**YOUR OBJECTIVE**: Set down, word for word, the stretch of lines from the one containing "the liveness endpoint" to the end of the records below.

**PROVIDED RECORDS**:
···
// Copyright (c) 2025 Erick Bourgeois, firestoned
// SPDX-License-Identifier: MIT

//! Global constants for the Prometheus config controller.
//!
//! This module contains all numeric and string constants used throughout the codebase.
//! Constants are organized by category for easy maintenance.

// ============================================================================
// Scrape Job Constants
// ============================================================================

/// Prefix of every scrape job owned by this controller
pub const MANAGED_JOB_PREFIX: &str = "guest-cluster-";

/// Key of the scrape config list inside a Prometheus configuration document
pub const SCRAPE_CONFIGS_KEY: &str = "scrape_configs";

/// Key holding the job name of a scrape config entry
pub const JOB_NAME_KEY: &str = "job_name";

/// File extension of materialized certificate files
pub const CERTIFICATE_FILE_EXTENSION: &str = "pem";

// ============================================================================
// Prometheus HTTP API Constants
// ============================================================================

/// Path of the Prometheus endpoint reporting the loaded configuration
pub const PROMETHEUS_CONFIG_PATH: &str = "/api/v1/status/config";

/// Path of the Prometheus hot-reload endpoint
pub const PROMETHEUS_RELOAD_PATH: &str = "/-/reload";

/// Value of the `status` field in successful Prometheus API responses
pub const PROMETHEUS_STATUS_SUCCESS: &str = "success";

/// Timeout for every HTTP call to Prometheus
pub const PROMETHEUS_HTTP_TIMEOUT_SECS: u64 = 30;

// ============================================================================
// Default Flag Values
// ============================================================================

/// Default Prometheus base URL
pub const DEFAULT_PROMETHEUS_ADDRESS: &str = "http://127.0.0.1:9090";

/// Default number of in-place retries for a failing resource step
pub const DEFAULT_RESOURCE_RETRIES: usize = 3;

/// Default `clusterComponent` label value of certificate secrets
pub const DEFAULT_CERTIFICATE_COMPONENT_NAME: &str = "prometheus";

/// Default directory certificate files are written to
pub const DEFAULT_CERTIFICATE_DIRECTORY: &str = "/certs";

/// Default namespace certificate secrets are read from
pub const DEFAULT_CERTIFICATE_NAMESPACE: &str = "default";

/// Default file mode of certificate files (octal)
pub const DEFAULT_CERTIFICATE_PERMISSION: &str = "0600";

/// Default ConfigMap data key holding the Prometheus configuration
pub const DEFAULT_CONFIGMAP_KEY: &str = "prometheus.yml";

/// Default name of the Prometheus ConfigMap
pub const DEFAULT_CONFIGMAP_NAME: &str = "prometheus";

/// Default namespace of the Prometheus ConfigMap
pub const DEFAULT_CONFIGMAP_NAMESPACE: &str = "monitoring";

/// Default period of the artificial resync tick (1 minute)
pub const DEFAULT_RESYNC_PERIOD_SECS: u64 = 60;

/// Default minimum interval between two Prometheus reloads (2 minutes)
pub const DEFAULT_MINIMUM_RELOAD_TIME_SECS: u64 = 120;

/// Default bind address of the health/metrics HTTP server
pub const DEFAULT_LISTEN_ADDRESS: &str = "0.0.0.0:8000";

// ============================================================================
// Controller Constants
// ============================================================================

/// Number of events a reconciliation loop processes concurrently
pub const RECONCILE_WORKERS: usize = 4;

/// Name of the certificate → configmap reconciliation loop
pub const MAIN_LOOP: &str = "main";

/// Name of the reload-only reconciliation loop
pub const RELOAD_LOOP: &str = "reload";

// ============================================================================
// Runtime Constants
// ============================================================================

/// Number of worker threads for Tokio runtime
pub const TOKIO_WORKER_THREADS: usize = 4;

// ============================================================================
// HTTP Server Constants
// ============================================================================

/// Path for Prometheus metrics endpoint
pub const METRICS_SERVER_PATH: &str = "/metrics";

/// Path for the liveness endpoint
pub const HEALTHZ_SERVER_PATH: &str = "/healthz";

/// Path for the version endpoint
pub const VERSION_SERVER_PATH: &str = "/version";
···
**RESULT OF THE EXERCISE**:
/// Path for the liveness endpoint
pub const HEALTHZ_SERVER_PATH: &str = "/healthz";

/// Path for the version endpoint
pub const VERSION_SERVER_PATH: &str = "/version";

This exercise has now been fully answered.